LAUSR

Using numerical simulations of the general atmospheric circulation during boreal winter, statistically confident evidences are obtained for the first time, demonstrating that changes in the solar activity (SA) in the thermosphere at heights above 100 km can influence propagation and reflection conditions for stationary planetary waves (SPWs) and can modify the middle atmosphere circulation below 100 km. A numerical mechanistic model simulating atmospheric circulation and SPWs at heights 0–300 km is used. To achieve sufficient statistical confidence, 80 pairs of 15‐day intervals were extracted from an ensemble of 16 pairs of model runs corresponding to low and high SA. Results averaged over these intervals show that impacts of SA above 100 km change the mean zonal wind and temperature up to 10% at altitudes below 100 km. The statistically confident changes in SPW amplitudes due to SA impacts above 100 km reach up to 50% in the thermosphere and 10–15% in the middle atmosphere depending on zonal wavenumber.

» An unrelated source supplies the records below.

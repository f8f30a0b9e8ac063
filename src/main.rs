use std::path::PathBuf;
use std::process::ExitCode;
use std::sync::Arc;

use anyhow::{Context, Result};
use clap::{Parser, Subcommand};
use futures::future::join_all;
use tracing::{debug, info};

use songkhla_guide::api::AppState;
use songkhla_guide::shell::Shell;
use songkhla_guide::{
    AnyListScreen, Category, CollectionSource, GuideConfig, GuideError, MemorySource, Platform,
    SimulatedWeather, SupabaseClient, SystemLauncher, WeatherBadge, WeatherSource, telemetry, web,
};

/// Songkhla province travel guide: attractions, food, temples and festivals
#[derive(Parser, Debug)]
#[command(name = "songkhla-guide", version, about)]
struct Cli {
    /// Config file (TOML); defaults to the user config directory
    #[arg(long, global = true, env = "SONGKHLA_GUIDE_CONFIG")]
    config: Option<PathBuf>,

    /// Debug logging
    #[arg(short, long, global = true)]
    verbose: bool,

    /// Read collections from a JSON fixtures file instead of the remote store
    #[arg(long, global = true)]
    fixtures: Option<PathBuf>,

    /// Map link flavour: ios or android
    #[arg(long, global = true)]
    platform: Option<Platform>,

    #[command(subcommand)]
    command: Option<Commands>,
}

#[derive(Subcommand, Debug)]
enum Commands {
    /// Interactive guide: splash, home menu and list screens
    Browse,
    /// Print the list screen of one or more categories
    List {
        #[arg(required = true, num_args = 1..)]
        categories: Vec<Category>,
    },
    /// Serve the screens as a JSON API
    Serve {
        #[arg(long)]
        port: Option<u16>,
    },
    /// Show the weather badge
    Weather,
}

#[tokio::main]
async fn main() -> ExitCode {
    let cli = Cli::parse();
    match run(cli).await {
        Ok(()) => ExitCode::SUCCESS,
        Err(e) => {
            match e.downcast_ref::<GuideError>() {
                Some(guide_error) => eprintln!("Error: {}", guide_error.user_message()),
                None => eprintln!("Error: {e}"),
            }
            eprintln!("Details: {e:#}");
            ExitCode::FAILURE
        }
    }
}

async fn run(cli: Cli) -> Result<()> {
    let mut config = GuideConfig::load_from_path(cli.config.clone())?;
    if cli.verbose {
        config.logging.level = "debug".to_string();
    }
    if let Some(platform) = cli.platform {
        config.display.platform = platform;
    }
    let _telemetry = telemetry::init(&config.logging)?;
    debug!("Loaded configuration: {:?}", config);

    let source: Arc<dyn CollectionSource> = match &cli.fixtures {
        Some(path) => {
            info!("Reading collections from fixtures {}", path.display());
            Arc::new(
                MemorySource::from_file(path)
                    .with_context(|| format!("Failed to load fixtures {}", path.display()))?,
            )
        }
        None => Arc::new(SupabaseClient::new(&config.store)?),
    };
    let weather: Arc<dyn WeatherSource> = Arc::new(SimulatedWeather);

    match cli.command {
        None => print_summary(&cli, &config),
        Some(Commands::Browse) => {
            let mut shell = Shell::new(
                source,
                weather,
                Arc::new(SystemLauncher),
                config.display.platform,
                config.timing.clone(),
                std::io::stdout(),
            );
            shell
                .run(tokio::io::BufReader::new(tokio::io::stdin()))
                .await?;
        }
        Some(Commands::List { categories }) => {
            let screens = categories.into_iter().map(|category| {
                let source = source.clone();
                let weather = weather.clone();
                let config = &config;
                async move {
                    let mut screen =
                        AnyListScreen::mount(category, source, config.display.platform);
                    let mut badge = WeatherBadge::mount(weather, config.timing.weather_delay());
                    let (_, state) = tokio::join!(screen.settled(), badge.revealed());
                    screen.view(state)
                }
            });
            for view in join_all(screens).await {
                println!("{view}");
            }
        }
        Some(Commands::Serve { port }) => {
            let mut server = config.server.clone();
            if let Some(port) = port {
                server.port = port;
            }
            let state = AppState {
                source,
                weather,
                platform: config.display.platform,
                timing: config.timing.clone(),
            };
            web::run(&server, state).await?;
        }
        Some(Commands::Weather) => {
            let mut badge = WeatherBadge::mount(weather, config.timing.weather_delay());
            println!("{}", badge.revealed().await);
        }
    }

    Ok(())
}

fn print_summary(cli: &Cli, config: &GuideConfig) {
    println!("Songkhla Guide v{}", songkhla_guide::VERSION);
    println!();
    let config_path = cli
        .config
        .clone()
        .or_else(GuideConfig::get_config_path)
        .map_or_else(|| "defaults".to_string(), |p| p.display().to_string());
    println!("Using config from: {config_path}");
    match &cli.fixtures {
        Some(path) => println!("Data source: fixtures {}", path.display()),
        None => println!("Data source: {}", config.store.base_url),
    }
    println!("Map platform: {:?}", config.display.platform);
    println!("Log level: {}", config.logging.level);
    println!();
    println!("Categories: {}", Category::ALL.map(|c| c.slug()).join(", "));
    println!("Run `songkhla-guide browse` to explore, or `songkhla-guide list <category>`.");
}
//! Yearly festivals: no address, no position

use serde::{Deserialize, Serialize};

use super::{Category, Entity, de};
use crate::handoff::Platform;
use crate::view::Card;

#[derive(Debug, Serialize, Deserialize, Clone, PartialEq)]
pub struct Festival {
    #[serde(deserialize_with = "de::id")]
    pub id: String,
    pub name: String,
    /// Free-form month label, e.g. "ตุลาคม"
    pub month: String,
    pub image: String,
}

impl Entity for Festival {
    const CATEGORY: Category = Category::Festivals;

    fn id(&self) -> &str {
        &self.id
    }

    fn card(&self, _platform: Platform) -> Card {
        Card {
            key: self.id.clone(),
            title: self.name.clone(),
            image: self.image.clone(),
            address: None,
            month: Some(self.month.clone()),
            caption: Self::CATEGORY.card_caption().map(str::to_string),
            phone: None,
            map: None,
        }
    }
}

#[cfg(test)]
mod tests {
    use super::*;
    use serde_json::json;

    #[test]
    fn test_festival_card_has_no_map_or_phone() {
        let festival: Festival = serde_json::from_value(json!({
            "id": "f1",
            "name": "Chak Phra Festival",
            "month": "ตุลาคม",
            "image": "http://x/f1.jpg"
        }))
        .unwrap();

        let card = festival.card(Platform::Ios);
        assert_eq!(card.key, "f1");
        assert_eq!(card.title, "Chak Phra Festival");
        assert_eq!(card.month.as_deref(), Some("ตุลาคม"));
        assert_eq!(card.image, "http://x/f1.jpg");
        assert!(card.map.is_none());
        assert!(card.phone.is_none());
        assert!(card.address.is_none());
    }

    #[test]
    fn test_extra_columns_are_ignored() {
        let festival: Festival = serde_json::from_value(json!({
            "id": 3,
            "name": "Songkhla Lake Festival",
            "month": "มีนาคม",
            "image": "http://x/f3.jpg",
            "created_at": "2024-01-01T00:00:00Z"
        }))
        .unwrap();
        assert_eq!(festival.id, "3");
    }
}
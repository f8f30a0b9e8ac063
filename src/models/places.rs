//! Places with an address and a position: attractions, cafes, restaurants, temples

use serde::{Deserialize, Serialize};

use super::{Category, Coordinate, Entity, de};
use crate::handoff::Platform;
use crate::view::{Card, PlaceCard};

#[derive(Debug, Serialize, Deserialize, Clone, PartialEq)]
pub struct Attraction {
    #[serde(deserialize_with = "de::id")]
    pub id: String,
    pub name: String,
    pub image: String,
    pub address: String,
    pub latitude: f64,
    pub longitude: f64,
}

/// A cafe, read from the `coffee` collection
#[derive(Debug, Serialize, Deserialize, Clone, PartialEq)]
pub struct Cafe {
    #[serde(deserialize_with = "de::id")]
    pub id: String,
    pub name: String,
    pub image: String,
    pub address: String,
    #[serde(default, deserialize_with = "de::phone")]
    pub phone: Option<String>,
    pub latitude: f64,
    pub longitude: f64,
}

#[derive(Debug, Serialize, Deserialize, Clone, PartialEq)]
pub struct Restaurant {
    #[serde(deserialize_with = "de::id")]
    pub id: String,
    pub name: String,
    pub image: String,
    pub address: String,
    #[serde(default, deserialize_with = "de::phone")]
    pub phone: Option<String>,
    pub latitude: f64,
    pub longitude: f64,
}

#[derive(Debug, Serialize, Deserialize, Clone, PartialEq)]
pub struct Temple {
    #[serde(deserialize_with = "de::id")]
    pub id: String,
    pub name: String,
    pub image: String,
    pub address: String,
    pub latitude: f64,
    pub longitude: f64,
}

macro_rules! place_entity {
    ($ty:ty, $category:expr) => {
        impl $ty {
            #[must_use]
            pub fn coordinate(&self) -> Coordinate {
                Coordinate::new(self.latitude, self.longitude)
            }
        }

        impl Entity for $ty {
            const CATEGORY: Category = $category;

            fn id(&self) -> &str {
                &self.id
            }

            fn card(&self, platform: Platform) -> Card {
                PlaceCard {
                    category: Self::CATEGORY,
                    id: &self.id,
                    name: &self.name,
                    image: &self.image,
                    address: &self.address,
                    phone: self.phone_number(),
                    coordinate: self.coordinate(),
                }
                .build(platform)
            }
        }
    };
}

place_entity!(Attraction, Category::Attractions);
place_entity!(Cafe, Category::Cafes);
place_entity!(Restaurant, Category::Restaurants);
place_entity!(Temple, Category::Temples);

impl Attraction {
    fn phone_number(&self) -> Option<&str> {
        None
    }
}

impl Cafe {
    fn phone_number(&self) -> Option<&str> {
        self.phone.as_deref()
    }
}

impl Restaurant {
    fn phone_number(&self) -> Option<&str> {
        self.phone.as_deref()
    }
}

impl Temple {
    fn phone_number(&self) -> Option<&str> {
        None
    }
}
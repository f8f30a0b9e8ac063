//! The five guide categories and their display constants

use serde::{Deserialize, Serialize};
use std::fmt::Display;
use std::str::FromStr;

use crate::GuideError;

#[derive(Debug, Clone, Copy, PartialEq, Eq, Hash, Serialize, Deserialize)]
#[serde(rename_all = "lowercase")]
pub enum Category {
    Attractions,
    Restaurants,
    Cafes,
    Temples,
    Festivals,
}

impl Category {
    /// Home menu order
    pub const ALL: [Category; 5] = [
        Category::Attractions,
        Category::Restaurants,
        Category::Cafes,
        Category::Temples,
        Category::Festivals,
    ];

    /// URL/CLI slug
    #[must_use]
    pub fn slug(self) -> &'static str {
        match self {
            Category::Attractions => "attractions",
            Category::Restaurants => "restaurants",
            Category::Cafes => "cafes",
            Category::Temples => "temples",
            Category::Festivals => "festivals",
        }
    }

    /// Table name in the remote store. Cafes live in `coffee`.
    #[must_use]
    pub fn collection(self) -> &'static str {
        match self {
            Category::Cafes => "coffee",
            other => other.slug(),
        }
    }

    /// Screen header title
    #[must_use]
    pub fn title(self) -> &'static str {
        match self {
            Category::Attractions => "สถานที่ท่องเที่ยว",
            Category::Restaurants => "ร้านอาหารยอดนิยม",
            Category::Cafes => "ร้านกาแฟแนะนำ",
            Category::Temples => "วัดและศาสนสถาน",
            Category::Festivals => "งานประเพณี",
        }
    }

    #[must_use]
    pub fn subtitle(self) -> Option<&'static str> {
        match self {
            Category::Festivals => Some("เทศกาลและกิจกรรมสำคัญในสงขลา"),
            _ => None,
        }
    }

    /// Prefix of each card title. Festival cards carry the bare name.
    #[must_use]
    pub fn glyph(self) -> Option<&'static str> {
        match self {
            Category::Attractions => Some("📍"),
            Category::Restaurants => Some("🍴"),
            Category::Cafes => Some("☕"),
            Category::Temples => Some("🛕"),
            Category::Festivals => None,
        }
    }

    #[must_use]
    pub fn accent_color(self) -> &'static str {
        match self {
            Category::Attractions => "#2ecc71",
            Category::Restaurants => "#e74c3c",
            Category::Cafes => "#f39c12",
            Category::Temples => "#9b59b6",
            Category::Festivals => "#e91e63",
        }
    }

    /// Latitude/longitude span of the card map preview
    #[must_use]
    pub fn map_delta(self) -> Option<f64> {
        match self {
            Category::Attractions => Some(0.01),
            Category::Restaurants | Category::Cafes | Category::Temples => Some(0.005),
            Category::Festivals => None,
        }
    }

    /// Heading shown above the map preview
    #[must_use]
    pub fn map_heading(self) -> Option<&'static str> {
        match self {
            Category::Attractions => Some("พรีวิวตำแหน่ง"),
            Category::Restaurants => Some("พิกัดร้านอาหาร"),
            Category::Cafes => Some("พิกัดร้าน"),
            Category::Temples => Some("พิกัดสถานที่ (กดเพื่อนำทาง)"),
            Category::Festivals => None,
        }
    }

    /// Label of the button that hands off to the map application
    #[must_use]
    pub fn navigate_label(self) -> Option<&'static str> {
        match self {
            Category::Attractions => Some("เปิดแอปนำทาง"),
            Category::Restaurants => Some("นำทางไปร้าน"),
            Category::Cafes => Some("นำทาง"),
            Category::Temples => Some("ดูเส้นทาง"),
            Category::Festivals => None,
        }
    }

    /// Caption printed on every card of the category
    #[must_use]
    pub fn card_caption(self) -> Option<&'static str> {
        match self {
            Category::Festivals => Some("ประเพณีประจำปีจังหวัดสงขลา"),
            _ => None,
        }
    }

    #[must_use]
    pub fn menu_title(self) -> &'static str {
        match self {
            Category::Attractions => "สถานที่ท่องเที่ยว",
            Category::Restaurants => "ร้านอาหาร",
            Category::Cafes => "ร้านกาแฟ",
            Category::Temples => "วัด / ศาสนสถาน",
            Category::Festivals => "งานประเพณีประจำปี",
        }
    }

    #[must_use]
    pub fn menu_icon(self) -> &'static str {
        match self {
            Category::Attractions => "map-marked-alt",
            Category::Restaurants => "utensils",
            Category::Cafes => "coffee",
            Category::Temples => "place-of-worship",
            Category::Festivals => "calendar-star",
        }
    }
}

impl Display for Category {
    fn fmt(&self, f: &mut std::fmt::Formatter<'_>) -> std::fmt::Result {
        f.write_str(self.slug())
    }
}

impl FromStr for Category {
    type Err = GuideError;

    fn from_str(s: &str) -> Result<Self, Self::Err> {
        let wanted = s.trim().to_ascii_lowercase();
        Category::ALL
            .into_iter()
            .find(|c| c.slug() == wanted)
            .ok_or_else(|| {
                GuideError::validation(format!(
                    "Unknown category '{s}'. Must be one of: {}",
                    Category::ALL.map(Category::slug).join(", ")
                ))
            })
    }
}
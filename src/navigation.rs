//! Linear forward/back navigation between screens

use serde::Serialize;
use std::fmt::Display;
use tracing::debug;

use crate::models::Category;

#[derive(Debug, Clone, Copy, PartialEq, Eq, Serialize)]
#[serde(tag = "screen", content = "category", rename_all = "lowercase")]
pub enum Route {
    Splash,
    Home,
    List(Category),
}

impl Display for Route {
    fn fmt(&self, f: &mut std::fmt::Formatter<'_>) -> std::fmt::Result {
        match self {
            Route::Splash => f.write_str("/"),
            Route::Home => f.write_str("/home"),
            Route::List(category) => write!(f, "/{category}"),
        }
    }
}

/// Navigation stack. Never empty: the root screen cannot be popped.
#[derive(Debug, Clone)]
pub struct Navigator {
    stack: Vec<Route>,
}

impl Default for Navigator {
    fn default() -> Self {
        Self::new(Route::Splash)
    }
}

impl Navigator {
    #[must_use]
    pub fn new(root: Route) -> Self {
        Self { stack: vec![root] }
    }

    #[must_use]
    pub fn current(&self) -> Route {
        // stack is never empty
        self.stack[self.stack.len() - 1]
    }

    #[must_use]
    pub fn depth(&self) -> usize {
        self.stack.len()
    }

    pub fn push(&mut self, route: Route) {
        debug!("Navigating {} -> {}", self.current(), route);
        self.stack.push(route);
    }

    /// Pop the current screen. Returns false on the root screen.
    pub fn back(&mut self) -> bool {
        if self.stack.len() <= 1 {
            return false;
        }
        let left = self.stack.pop();
        debug!("Back from {:?} to {}", left, self.current());
        true
    }

    /// Swap the current screen for `route`, leaving no way back to it.
    pub fn replace(&mut self, route: Route) {
        debug!("Replacing {} with {}", self.current(), route);
        let last = self.stack.len() - 1;
        self.stack[last] = route;
    }
}

#[cfg(test)]
mod tests {
    use super::*;

    #[test]
    fn test_push_and_back() {
        let mut nav = Navigator::new(Route::Home);
        nav.push(Route::List(Category::Cafes));
        assert_eq!(nav.current(), Route::List(Category::Cafes));
        assert_eq!(nav.depth(), 2);

        assert!(nav.back());
        assert_eq!(nav.current(), Route::Home);
    }

    #[test]
    fn test_back_on_root_keeps_root() {
        let mut nav = Navigator::default();
        assert!(!nav.back());
        assert_eq!(nav.current(), Route::Splash);
        assert_eq!(nav.depth(), 1);
    }

    #[test]
    fn test_replace_splash_with_home() {
        let mut nav = Navigator::default();
        nav.replace(Route::Home);
        assert_eq!(nav.depth(), 1);
        assert!(!nav.back());
        assert_eq!(nav.current(), Route::Home);
    }

    #[test]
    fn test_route_paths() {
        assert_eq!(Route::List(Category::Temples).to_string(), "/temples");
        assert_eq!(Route::Home.to_string(), "/home");
    }
}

Changes in wave amplitudes correspond to variations of the Eliassen‐Palm flux andmay alter dynamical and thermal SPW impacts on the mean wind and temperature. Thus, variable conditions of SPW propagation and reflection at thermospheric altitudes may influence the middle atmosphere circulation, thermal structure, and planetary waves. Plain Language Summary Atmospheric large‐scale disturbances, for instance planetary waves, play a valuable role in atmospheric general circulation, influencing its dynamical and thermal conditions. Solar activity might significantly change the mean temperature at heights above 100 km and alter conditions of wave propagation and reflection in the thermosphere. In the present study, we perform numerical simulations to obtain statistically confident results showing noticeable response of atmospheric circulation at altitudes below 100 km to impacts of solar activity above 100 km.